[Data excerpts]
——————

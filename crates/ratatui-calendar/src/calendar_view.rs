use crate::render;
use crate::theme::CalendarTheme;
use chrono::NaiveDate;
use ratatui::buffer::Buffer;
use ratatui::layout::Rect;
use ratatui::style::Style;
use ratatui_calendar_core::cell;
use ratatui_calendar_core::cell::CalendarCell;
use ratatui_calendar_core::cell::DateGridState;
use ratatui_calendar_core::format::FormatProfile;
use ratatui_calendar_core::input::InputEvent;
use ratatui_calendar_core::input::MouseButton;
use ratatui_calendar_core::input::MouseEvent;
use ratatui_calendar_core::input::MouseEventKind;
use ratatui_calendar_core::keymap::ActionOutcome;
use ratatui_calendar_core::keymap::CalendarBindings;

#[derive(Clone, Copy, Debug, PartialEq, Eq)]
pub enum CalendarViewAction {
    None,
    Redraw,
    /// The committed value (or range anchor) changed.
    SelectionChanged,
}

#[derive(Clone, Debug)]
pub struct CalendarViewOptions {
    /// Columns per day cell; at least 2.
    pub cell_width: u16,
    pub show_header: bool,
    pub show_week_days: bool,
    /// Render adjacent-month filler days instead of leaving them blank.
    pub show_outside_days: bool,
    pub prev_symbol: String,
    pub next_symbol: String,
    pub bindings: CalendarBindings,
}

impl Default for CalendarViewOptions {
    fn default() -> Self {
        Self {
            cell_width: 3,
            show_header: true,
            show_week_days: true,
            show_outside_days: true,
            prev_symbol: "‹".to_string(),
            next_symbol: "›".to_string(),
            bindings: CalendarBindings::default(),
        }
    }
}

#[derive(Clone, Copy, Debug, PartialEq, Eq)]
struct CalendarLayout {
    prev: Option<Rect>,
    next: Option<Rect>,
    grid: Rect,
    cell_width: u16,
    /// Month shown by the render this layout came from.
    month: NaiveDate,
}

/// Month grid widget. Holds only view options and the last layout (for mouse hit-testing); the
/// calendar state is passed in on every call.
#[derive(Clone, Debug, Default)]
pub struct CalendarView {
    options: CalendarViewOptions,
    layout: Option<CalendarLayout>,
}

impl CalendarView {
    pub fn new() -> Self {
        Self::default()
    }

    pub fn with_options(options: CalendarViewOptions) -> Self {
        Self {
            options,
            layout: None,
        }
    }

    pub fn options(&self) -> &CalendarViewOptions {
        &self.options
    }

    pub fn set_options(&mut self, options: CalendarViewOptions) {
        self.options = options;
        self.layout = None;
    }

    /// Configured width, clamped so that a full week still fits in `u16` columns.
    fn cell_width(&self) -> u16 {
        self.options.cell_width.clamp(2, u16::MAX / 7)
    }

    /// Width and height needed to show `rows` weeks without clipping.
    pub fn desired_size(&self, rows: usize) -> (u16, u16) {
        let chrome = u16::from(self.options.show_header) + u16::from(self.options.show_week_days);
        let rows = u16::try_from(rows).unwrap_or(u16::MAX);
        (self.cell_width() * 7, chrome.saturating_add(rows))
    }

    pub fn render<S: DateGridState + ?Sized>(
        &mut self,
        area: Rect,
        buf: &mut Buffer,
        theme: &CalendarTheme,
        state: &S,
    ) {
        self.layout = None;
        if area.width == 0 || area.height == 0 {
            return;
        }

        let calendar = state.calendar();
        let cw = self.cell_width();
        let width = area.width.min(cw * 7);
        let right = area.x.saturating_add(width);
        let bottom = area.bottom();
        let mut y = area.y;
        buf.set_style(Rect::new(area.x, area.y, width, area.height), theme.day);

        let mut prev = None;
        let mut next = None;
        if self.options.show_header && y < bottom {
            let row = Rect::new(area.x, y, width, 1);
            let title = calendar.format(calendar.current_month(), FormatProfile::MonthYear);
            render::render_str_centered(row, buf, &title, theme.header);

            let prev_w = render::str_width(&self.options.prev_symbol) as u16;
            let next_w = render::str_width(&self.options.next_symbol) as u16;
            if prev_w.saturating_add(next_w) < width {
                let nav = theme.nav;
                render::render_str_clipped(row.x, y, prev_w, buf, &self.options.prev_symbol, nav);
                let next_x = right - next_w;
                render::render_str_clipped(next_x, y, next_w, buf, &self.options.next_symbol, nav);
                prev = Some(Rect::new(row.x, y, prev_w, 1));
                next = Some(Rect::new(next_x, y, next_w, 1));
            }
            y += 1;
        }

        if self.options.show_week_days && y < bottom {
            for (col, day) in calendar.week_days().iter().enumerate() {
                let x = area.x.saturating_add(col as u16 * cw);
                if x >= right {
                    break;
                }
                let cell_area = Rect::new(x, y, cw.min(right - x), 1);
                let abbr = render::truncate_cols(&day.abbr, usize::from(cw - 1));
                render::render_str_centered(cell_area, buf, abbr, theme.week_day);
            }
            y += 1;
        }

        let grid = Rect::new(area.x, y, width, bottom.saturating_sub(y));
        for (row, week) in calendar.days_in_month().iter().enumerate() {
            let row_y = y.saturating_add(row as u16);
            if row_y >= bottom {
                break;
            }
            for (col, date) in week.iter().enumerate() {
                let x = area.x.saturating_add(col as u16 * cw);
                if x >= right {
                    break;
                }
                let cell_area = Rect::new(x, row_y, cw.min(right - x), 1);
                let cell = cell::calendar_cell(state, *date);
                self.render_cell(cell_area, buf, theme, &cell);
            }
        }

        self.layout = Some(CalendarLayout {
            prev,
            next,
            grid,
            cell_width: cw,
            month: calendar.current_month(),
        });
    }

    fn render_cell(
        &self,
        area: Rect,
        buf: &mut Buffer,
        theme: &CalendarTheme,
        cell: &CalendarCell,
    ) {
        if !cell.is_current_month && !self.options.show_outside_days {
            return;
        }
        let style = cell_style(theme, cell);
        buf.set_style(area, style);
        render::render_str_centered(area, buf, &cell.label, style);
    }

    /// The date drawn at terminal position `(x, y)` in the last render.
    ///
    /// `None` once the state has moved to another month since that render.
    pub fn date_at<S: DateGridState + ?Sized>(
        &self,
        state: &S,
        x: u16,
        y: u16,
    ) -> Option<NaiveDate> {
        let layout = self.layout?;
        if layout.month != state.calendar().current_month() {
            return None;
        }
        if !rect_contains(layout.grid, x, y) {
            return None;
        }
        let row = usize::from(y - layout.grid.y);
        let col = usize::from((x - layout.grid.x) / layout.cell_width);
        state.calendar().grid().date_at(row, col)
    }

    pub fn handle_event<S: DateGridState + ?Sized>(
        &mut self,
        event: InputEvent,
        state: &mut S,
    ) -> CalendarViewAction {
        match event {
            InputEvent::Key(key) => match self.options.bindings.handle_key(state, &key) {
                ActionOutcome::Ignored => CalendarViewAction::None,
                ActionOutcome::Moved => CalendarViewAction::Redraw,
                ActionOutcome::Selected => CalendarViewAction::SelectionChanged,
            },
            InputEvent::Mouse(mouse) => self.handle_mouse(mouse, state),
            InputEvent::FocusGained => {
                state.calendar_mut().set_focused(true);
                CalendarViewAction::Redraw
            }
            InputEvent::FocusLost => {
                state.calendar_mut().set_focused(false);
                CalendarViewAction::Redraw
            }
        }
    }

    fn handle_mouse<S: DateGridState + ?Sized>(
        &mut self,
        mouse: MouseEvent,
        state: &mut S,
    ) -> CalendarViewAction {
        let Some(layout) = self.layout else {
            return CalendarViewAction::None;
        };
        match mouse.kind {
            MouseEventKind::Down(MouseButton::Left) => {
                // Header buttons take focus away from the grid, so the month change is announced.
                if layout.prev.is_some_and(|r| rect_contains(r, mouse.x, mouse.y)) {
                    let calendar = state.calendar_mut();
                    calendar.set_focused(false);
                    calendar.focus_previous_month();
                    return CalendarViewAction::Redraw;
                }
                if layout.next.is_some_and(|r| rect_contains(r, mouse.x, mouse.y)) {
                    let calendar = state.calendar_mut();
                    calendar.set_focused(false);
                    calendar.focus_next_month();
                    return CalendarViewAction::Redraw;
                }
                let Some(date) = self.date_at(state, mouse.x, mouse.y) else {
                    return CalendarViewAction::None;
                };
                if cell::is_cell_disabled(state, date) {
                    return CalendarViewAction::None;
                }
                state.calendar_mut().set_focused(true);
                if cell::press_cell(state, date) {
                    CalendarViewAction::SelectionChanged
                } else {
                    CalendarViewAction::Redraw
                }
            }
            MouseEventKind::ScrollUp if self.is_over(mouse) => {
                state.calendar_mut().focus_previous_month();
                CalendarViewAction::Redraw
            }
            MouseEventKind::ScrollDown if self.is_over(mouse) => {
                state.calendar_mut().focus_next_month();
                CalendarViewAction::Redraw
            }
            _ => CalendarViewAction::None,
        }
    }

    fn is_over(&self, mouse: MouseEvent) -> bool {
        self.layout.is_some_and(|l| {
            rect_contains(l.grid, mouse.x, mouse.y)
                || l.prev.is_some_and(|r| r.y == mouse.y)
                || l.next.is_some_and(|r| r.y == mouse.y)
        })
    }
}

fn rect_contains(r: Rect, x: u16, y: u16) -> bool {
    x >= r.x && x < r.right() && y >= r.y && y < r.bottom()
}

fn cell_style(theme: &CalendarTheme, cell: &CalendarCell) -> Style {
    let mut style = if !cell.is_current_month {
        theme.outside_month
    } else if cell.is_disabled {
        theme.disabled
    } else {
        theme.day
    };
    if cell.is_highlighted && !cell.is_disabled {
        style = style.patch(theme.range);
    }
    if cell.is_selected || cell.is_range_start || cell.is_range_end {
        style = style.patch(theme.selected);
    }
    if cell.is_today {
        style = style.patch(theme.today);
    }
    if cell.is_focused {
        style = style.patch(theme.focused);
    } else if cell.tab_index == Some(0) {
        style = style.patch(theme.focus_target);
    }
    style
}
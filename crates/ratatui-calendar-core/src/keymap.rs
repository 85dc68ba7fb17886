//! Key bindings for calendar navigation.
//!
//! Defaults follow the usual grid conventions: arrows move by day/week, PageUp/PageDown by month
//! (with Shift, by year), Home/End jump to the month boundaries, Enter/Space select, and Esc
//! abandons an in-progress range. `h`/`j`/`k`/`l` mirror the arrows.
use crate::cell::DateGridState;
use crate::input::KeyCode;
use crate::input::KeyEvent;
use crate::input::KeyModifiers;

/// A help entry: the keys that trigger it plus how to describe it.
#[derive(Clone, Debug, PartialEq, Eq)]
pub struct Binding {
    pub keys: Vec<KeyEvent>,
    pub help_key: String,
    pub help_desc: String,
}

impl Binding {
    pub fn new(
        help_key: impl Into<String>,
        help_desc: impl Into<String>,
        keys: Vec<KeyEvent>,
    ) -> Self {
        Self {
            keys,
            help_key: help_key.into(),
            help_desc: help_desc.into(),
        }
    }

    pub fn matches(&self, event: &KeyEvent) -> bool {
        self.keys.iter().any(|k| key_event_matches(k, event))
    }
}

pub fn key_event_matches(pattern: &KeyEvent, event: &KeyEvent) -> bool {
    pattern.code == event.code && pattern.modifiers == event.modifiers
}

pub fn key(code: KeyCode) -> KeyEvent {
    KeyEvent::new(code)
}

pub fn key_char(c: char) -> KeyEvent {
    KeyEvent::new(KeyCode::Char(c))
}

pub fn key_shift(code: KeyCode) -> KeyEvent {
    KeyEvent::new(code).with_modifiers(KeyModifiers::shift())
}

#[derive(Clone, Copy, Debug, PartialEq, Eq)]
pub enum CalendarAction {
    NextDay,
    PreviousDay,
    NextWeek,
    PreviousWeek,
    NextMonth,
    PreviousMonth,
    NextYear,
    PreviousYear,
    StartOfMonth,
    EndOfMonth,
    Select,
    Cancel,
}

/// What applying an action did to the state.
#[derive(Clone, Copy, Debug, PartialEq, Eq)]
pub enum ActionOutcome {
    Ignored,
    Moved,
    Selected,
}

#[derive(Clone, Debug)]
pub struct CalendarBindings {
    pub next_day: Vec<KeyEvent>,
    pub previous_day: Vec<KeyEvent>,
    pub next_week: Vec<KeyEvent>,
    pub previous_week: Vec<KeyEvent>,
    pub next_month: Vec<KeyEvent>,
    pub previous_month: Vec<KeyEvent>,
    pub next_year: Vec<KeyEvent>,
    pub previous_year: Vec<KeyEvent>,
    pub start_of_month: Vec<KeyEvent>,
    pub end_of_month: Vec<KeyEvent>,
    pub select: Vec<KeyEvent>,
    pub cancel: Vec<KeyEvent>,
}

impl Default for CalendarBindings {
    fn default() -> Self {
        Self {
            next_day: vec![key(KeyCode::Right), key_char('l')],
            previous_day: vec![key(KeyCode::Left), key_char('h')],
            next_week: vec![key(KeyCode::Down), key_char('j')],
            previous_week: vec![key(KeyCode::Up), key_char('k')],
            next_month: vec![key(KeyCode::PageDown)],
            previous_month: vec![key(KeyCode::PageUp)],
            next_year: vec![key_shift(KeyCode::PageDown)],
            previous_year: vec![key_shift(KeyCode::PageUp)],
            start_of_month: vec![key(KeyCode::Home)],
            end_of_month: vec![key(KeyCode::End)],
            select: vec![key(KeyCode::Enter), key_char(' ')],
            cancel: vec![key(KeyCode::Esc)],
        }
    }
}

impl CalendarBindings {
    fn table(&self) -> [(&[KeyEvent], CalendarAction); 12] {
        [
            (self.next_day.as_slice(), CalendarAction::NextDay),
            (self.previous_day.as_slice(), CalendarAction::PreviousDay),
            (self.next_week.as_slice(), CalendarAction::NextWeek),
            (self.previous_week.as_slice(), CalendarAction::PreviousWeek),
            (self.next_month.as_slice(), CalendarAction::NextMonth),
            (self.previous_month.as_slice(), CalendarAction::PreviousMonth),
            (self.next_year.as_slice(), CalendarAction::NextYear),
            (self.previous_year.as_slice(), CalendarAction::PreviousYear),
            (self.start_of_month.as_slice(), CalendarAction::StartOfMonth),
            (self.end_of_month.as_slice(), CalendarAction::EndOfMonth),
            (self.select.as_slice(), CalendarAction::Select),
            (self.cancel.as_slice(), CalendarAction::Cancel),
        ]
    }

    pub fn action_for(&self, key: &KeyEvent) -> Option<CalendarAction> {
        self.table()
            .into_iter()
            .find(|(keys, _)| keys.iter().any(|p| key_event_matches(p, key)))
            .map(|(_, action)| action)
    }

    pub fn apply<S: DateGridState + ?Sized>(
        &self,
        state: &mut S,
        action: CalendarAction,
    ) -> ActionOutcome {
        let before = (
            state.calendar().focused_date(),
            state.calendar().current_month(),
        );
        let calendar = state.calendar_mut();
        match action {
            CalendarAction::NextDay => calendar.focus_next_day(),
            CalendarAction::PreviousDay => calendar.focus_previous_day(),
            CalendarAction::NextWeek => calendar.focus_next_week(),
            CalendarAction::PreviousWeek => calendar.focus_previous_week(),
            CalendarAction::NextMonth => calendar.focus_next_month(),
            CalendarAction::PreviousMonth => calendar.focus_previous_month(),
            CalendarAction::NextYear => calendar.focus_next_year(),
            CalendarAction::PreviousYear => calendar.focus_previous_year(),
            CalendarAction::StartOfMonth => calendar.focus_start_of_month(),
            CalendarAction::EndOfMonth => calendar.focus_end_of_month(),
            CalendarAction::Select => {
                let focused = calendar.focused_date();
                return if state.select(focused) {
                    ActionOutcome::Selected
                } else {
                    ActionOutcome::Ignored
                };
            }
            CalendarAction::Cancel => {
                return if state.cancel_selection() {
                    ActionOutcome::Moved
                } else {
                    ActionOutcome::Ignored
                };
            }
        }
        let after = (
            state.calendar().focused_date(),
            state.calendar().current_month(),
        );
        if before == after {
            ActionOutcome::Ignored
        } else {
            ActionOutcome::Moved
        }
    }

    /// Dispatches `key` if it is bound; unbound keys are `Ignored`.
    pub fn handle_key<S: DateGridState + ?Sized>(
        &self,
        state: &mut S,
        key: &KeyEvent,
    ) -> ActionOutcome {
        match self.action_for(key) {
            Some(action) => self.apply(state, action),
            None => ActionOutcome::Ignored,
        }
    }

    /// Entries for a help bar.
    pub fn help(&self, is_range: bool) -> Vec<Binding> {
        let mut out = vec![
            Binding::new("←↓↑→", "day/week", self.next_day.clone()),
            Binding::new("PgUp/PgDn", "month", self.next_month.clone()),
            Binding::new("S-PgUp/PgDn", "year", self.next_year.clone()),
            Binding::new("Home/End", "month start/end", self.start_of_month.clone()),
            Binding::new("Enter", "select", self.select.clone()),
        ];
        if is_range {
            out.push(Binding::new("Esc", "cancel range", self.cancel.clone()));
        }
        out
    }
}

——————

**Problem requirements**. Scan the lines above for the word "CalendarTheme". Return each one that has it.

**Exercise output**.
use crate::theme::CalendarTheme;
        theme: &CalendarTheme,
        theme: &CalendarTheme,
fn cell_style(theme: &CalendarTheme, cell: &CalendarCell) -> Style {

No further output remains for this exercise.